**Problem requirements**.
Copy each line below that contains "point".

(Stored items)
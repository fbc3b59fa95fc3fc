//! Coordinate reference systems and explicit reprojection.
//!
//! Every point set in the crate carries a [`Crs`] tag: an EPSG code checked
//! against the `proj4rs` definition table. The working system must be
//! projected (metres); maps want geographic WGS84 longitude/latitude.
//! Geographic coordinates are exchanged in degrees.

use crate::error::{Error, Result};
use proj4rs::proj::Proj;
use std::fmt;

/// Coordinate reference system tag.
#[derive(Debug, Clone, Copy, PartialEq, Eq, Hash)]
pub struct Crs {
    epsg: u16,
    projected: bool,
}

impl Crs {
    /// Geographic WGS84, (longitude, latitude) in degrees.
    pub const WGS84: Crs = Crs {
        epsg: 4326,
        projected: false,
    };

    /// UTM zone on WGS84 (EPSG 326zz / 327zz); `zone` is 1..=60.
    pub const fn utm(zone: u8, north: bool) -> Crs {
        let base = if north { 32600 } else { 32700 };
        Crs {
            epsg: base + zone as u16,
            projected: true,
        }
    }

    /// Look up an EPSG code in the projection definition table.
    pub fn from_epsg(code: u32) -> Result<Self> {
        let epsg = u16::try_from(code)
            .map_err(|_| Error::Projection(format!("unknown EPSG code {code}")))?;
        let proj = Proj::from_epsg_code(epsg)
            .map_err(|e| Error::Projection(format!("EPSG:{code}: {e}")))?;
        Ok(Crs {
            epsg,
            projected: !proj.is_latlong(),
        })
    }

    pub fn epsg(&self) -> u32 {
        self.epsg as u32
    }

    /// True for systems with planar (x, y) coordinates.
    pub fn is_projected(&self) -> bool {
        self.projected
    }

    fn proj(&self) -> Result<Proj> {
        Proj::from_epsg_code(self.epsg)
            .map_err(|e| Error::Projection(format!("{self}: {e}")))
    }
}

impl fmt::Display for Crs {
    fn fmt(&self, f: &mut fmt::Formatter<'_>) -> fmt::Result {
        write!(f, "EPSG:{}", self.epsg)
    }
}

/// Reproject a single (x, y) pair from `from` to `to`.
pub fn reproject_xy(from: Crs, to: Crs, x: f64, y: f64) -> Result<(f64, f64)> {
    if from == to {
        return Ok((x, y));
    }
    let (src, dst) = (from.proj()?, to.proj()?);
    transform_one(&src, &dst, from, to, x, y)
}

/// Reproject a sequence of (x, y) pairs, preserving order.
pub fn reproject_all(from: Crs, to: Crs, xy: &[(f64, f64)]) -> Result<Vec<(f64, f64)>> {
    if from == to {
        return Ok(xy.to_vec());
    }
    let (src, dst) = (from.proj()?, to.proj()?);
    xy.iter()
        .map(|&(x, y)| transform_one(&src, &dst, from, to, x, y))
        .collect()
}

// proj4rs works in radians for geographic systems
fn transform_one(
    src: &Proj,
    dst: &Proj,
    from: Crs,
    to: Crs,
    x: f64,
    y: f64,
) -> Result<(f64, f64)> {
    let mut point = if from.projected {
        (x, y, 0.0)
    } else {
        (x.to_radians(), y.to_radians(), 0.0)
    };
    proj4rs::transform::transform(src, dst, &mut point)
        .map_err(|e| Error::Projection(format!("({x}, {y}) {from} -> {to}: {e}")))?;
    let (px, py, _) = point;
    if !px.is_finite() || !py.is_finite() {
        return Err(Error::Projection(format!("({x}, {y}) has no image in {to}")));
    }
    if to.projected {
        Ok((px, py))
    } else {
        Ok((px.to_degrees(), py.to_degrees()))
    }
}

#[cfg(test)]
mod tests {
    use super::*;

    #[test]
    fn test_epsg_codes() {
        assert_eq!(Crs::from_epsg(4326).unwrap(), Crs::WGS84);
        assert!(!Crs::WGS84.is_projected());
        assert_eq!(Crs::from_epsg(32618).unwrap(), Crs::utm(18, true));
        assert_eq!(Crs::from_epsg(32733).unwrap(), Crs::utm(33, false));
        assert_eq!(Crs::utm(18, true).epsg(), 32618);
        assert_eq!(Crs::utm(18, true).to_string(), "EPSG:32618");

        // Lambert-93
        let l93 = Crs::from_epsg(2154).unwrap();
        assert!(l93.is_projected());
        assert_eq!(l93.epsg(), 2154);

        assert!(Crs::from_epsg(32600).is_err());
        assert!(Crs::from_epsg(100_000).is_err());
    }

    #[test]
    fn test_central_meridian_on_equator() {
        let (x, y) = reproject_xy(Crs::WGS84, Crs::utm(31, true), 3.0, 0.0).unwrap();
        assert!((x - 500_000.0).abs() < 1e-3);
        assert!(y.abs() < 1e-3);
    }

    #[test]
    fn test_known_northing_at_45_degrees() {
        // k0 × meridian arc at 45°N (4 984 944.4 m on WGS84)
        let (x, y) = reproject_xy(Crs::WGS84, Crs::utm(31, true), 3.0, 45.0).unwrap();
        assert!((x - 500_000.0).abs() < 1e-3);
        assert!((y - 4_982_950.4).abs() < 2.0, "northing = {y}");
    }

    #[test]
    fn test_lambert93_origin() {
        let l93 = Crs::from_epsg(2154).unwrap();
        let (x, y) = reproject_xy(Crs::WGS84, l93, 3.0, 46.5).unwrap();
        assert!((x - 700_000.0).abs() < 1e-2, "x = {x}");
        assert!((y - 6_600_000.0).abs() < 1e-2, "y = {y}");
    }

    #[test]
    fn test_round_trip_within_zone() {
        let utm18 = Crs::utm(18, true);
        for &(lon, lat) in &[(-75.0, 40.0), (-73.2, 43.5), (-76.9, 38.1)] {
            let (e, n) = reproject_xy(Crs::WGS84, utm18, lon, lat).unwrap();
            let (lon2, lat2) = reproject_xy(utm18, Crs::WGS84, e, n).unwrap();
            assert!((lon - lon2).abs() < 1e-6, "lon {lon} -> {lon2}");
            assert!((lat - lat2).abs() < 1e-6, "lat {lat} -> {lat2}");
        }
    }

    #[test]
    fn test_southern_hemisphere_offset() {
        let south = Crs::utm(33, false);
        let (_, n) = reproject_xy(Crs::WGS84, south, 15.0, -10.0).unwrap();
        assert!(n < 10_000_000.0 && n > 8_000_000.0);
        let (lon, lat) = reproject_xy(south, Crs::WGS84, 500_000.0, n).unwrap();
        assert!((lon - 15.0).abs() < 1e-6);
        assert!((lat + 10.0).abs() < 1e-6);
    }

    #[test]
    fn test_reproject_all_preserves_order() {
        let pts = vec![(-75.0, 40.0), (-74.0, 41.0)];
        let out = reproject_all(Crs::WGS84, Crs::utm(18, true), &pts).unwrap();
        assert_eq!(out.len(), 2);
        assert!(out[0].1 < out[1].1);
        assert_eq!(reproject_all(Crs::WGS84, Crs::WGS84, &pts).unwrap(), pts);
    }
}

**Task result**.
//! Every point set in the crate carries a [`Crs`] tag: an EPSG code checked
    let mut point = if from.projected {
    proj4rs::transform::transform(src, dst, &mut point)
    let (px, py, _) = point;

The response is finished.